Indian companies' reliance on Iranian oil has New Delhi in a tough spot. But Washington would do well to consider a long-term scenario in which India is its most powerful ally in Asia and Iran has its nuclear weapons anyway.
According to a thoughtful editorial in the Indian Express from Pranab Dhal Samanta, India has to convince the U.S. to grant it an exemption from the sanction on Iranian oil purchases because – unlike Japan, China and South Korea – it has failed to set up a barter system to bypass Washington's moratorium on “significant financial transactions” with Iran.
To make that happen, India will need to play hardball, laying out the costs of what its gradual disengagement with Iran would mean for post-war Afghanistan. Since the U.S. has failed to convince Pakistan to allow India access to Afghanistan through its territory, Samanta points out, New Delhi's estrangement from Tehran would potentially close it out of the post-war rebuilding effort. Moreover, it would make China – which, again, has already figured a work-around for the sanctions -- “almost indispensable” to Iran.

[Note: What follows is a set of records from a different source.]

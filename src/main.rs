//! # nst CLI Entry Point
//!
//! Parses CLI arguments with clap and routes to the build core.

use anyhow::{Context, Result};
use clap::{CommandFactory, Parser, Subcommand};
use clap_complete::{generate, Shell};
use colored::*;
use std::process::Command;

use nestudio::api;
use nestudio::build;
use nestudio::build::report;
use nestudio::config::{Profile, ProjectConfig};
use nestudio::ui;

#[derive(Parser)]
#[command(name = "nst")]
#[command(about = "Incremental parallel build tool for NewEngine projects", version = env!("CARGO_PKG_VERSION"))]
#[command(propagate_version = true)]
struct Cli {
    #[command(subcommand)]
    command: Commands,
}

#[derive(Subcommand)]
enum Commands {
    /// Compile the project incrementally
    Build {
        /// Optimized, stripped build
        #[arg(long)]
        release: bool,
    },
    /// Compile and launch the game binary
    Run {
        /// Optimized, stripped build
        #[arg(long)]
        release: bool,
    },
    /// Remove build outputs (bin/)
    Clean,
    /// Rebuild and relaunch on source changes
    Watch {
        /// Optimized, stripped build
        #[arg(long)]
        release: bool,
    },
    /// List the engine API scanned from include/ headers
    Api,
    /// Generate shell completions
    Completions {
        /// Target shell
        shell: Shell,
    },
}

fn profile_for(release: bool) -> Profile {
    if release {
        Profile::Release
    } else {
        Profile::Debug
    }
}

fn load_config() -> Result<ProjectConfig> {
    let root = std::env::current_dir().context("Failed to resolve current directory")?;
    ProjectConfig::load(&root)
}

/// Build in the foreground: the driver runs the pipeline on its worker
/// thread while this thread renders the event stream.
fn run_build(config: ProjectConfig, profile: Profile) -> Result<report::BuildReport> {
    let driver = build::BuildDriver::new(config);
    let events = driver
        .request_build(profile)
        .context("A build is already in progress")?;
    Ok(report::render(events))
}

fn main() -> Result<()> {
    let cli = Cli::parse();

    match cli.command {
        Commands::Build { release } => {
            let config = load_config()?;
            let outcome = run_build(config, profile_for(release))?;
            if !outcome.summary.success() {
                std::process::exit(1);
            }
        }
        Commands::Run { release } => {
            let config = load_config()?;
            let outcome = run_build(config.clone(), profile_for(release))?;
            let Some(binary) = outcome.summary.binary else {
                std::process::exit(1);
            };
            println!("{} Running {}...\n", "▶".green(), binary.display());
            let status = Command::new(&binary)
                .current_dir(&config.root)
                .status()
                .with_context(|| format!("Failed to launch {}", binary.display()))?;
            if !status.success() {
                std::process::exit(status.code().unwrap_or(1));
            }
        }
        Commands::Clean => {
            let config = load_config()?;
            build::clean(&config)?;
        }
        Commands::Watch { release } => {
            let config = load_config()?;
            let driver = build::BuildDriver::new(config);
            build::watch(&driver, profile_for(release))?;
        }
        Commands::Api => {
            let config = load_config()?;
            let api_map = api::scan_engine_api(&config)?;
            if api_map.is_empty() {
                println!("{} No engine API found under include/", "!".yellow());
            } else {
                let mut table = ui::Table::new(&["Header", "Prototype"]);
                for (header, prototypes) in &api_map {
                    for proto in prototypes {
                        table.add_row(vec![header.clone(), proto.clone()]);
                    }
                }
                table.print();
            }
        }
        Commands::Completions { shell } => {
            let mut cmd = Cli::command();
            let name = cmd.get_name().to_string();
            generate(shell, &mut cmd, name, &mut std::io::stdout());
        }
    }

    Ok(())
}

Think India's “strategic partnership” with the U.S. means everything? As Sadanand Dhume argues in another editorial in the Wall Street Journal, New Delhi faces a real dilemma.
“An India that uses its oil purchases and diplomatic clout to create breathing room for Iran risks scuppering the notion New Delhi has benefited from for more than a decade: that India's rise is beneficial to the West,” Dhume writes. “By contrast, should India throw its weight behind a powerful anti-Iran coalition, it stands to gain by halting the further nuclearization of its neighborhood, blunting the spread of radical Islam and bolstering its credentials as a force for stability.”
That said, strategic partnership notwithstanding, India has a knee-jerk tendency to oppose the U.S. and “policy makers in Washington don't see Iran as an issue where friends can agree to disagree,” according to Dhume. So the strategic partnership may be in for some couples counseling.
Here's a suggestion for the first therapy session: Be realistic. Short of an unaffordable and unpopular invasion, it looks as though the U.S. can do little to stop Iran from developing a nuclear weapon eventually. That horse bolted when Washington ordered its ill-considered invasion of Iraq, and then formed a lucrative military alliance with Pakistan. The lesson was clear: If you don't have nuclear weapons now, get them soon.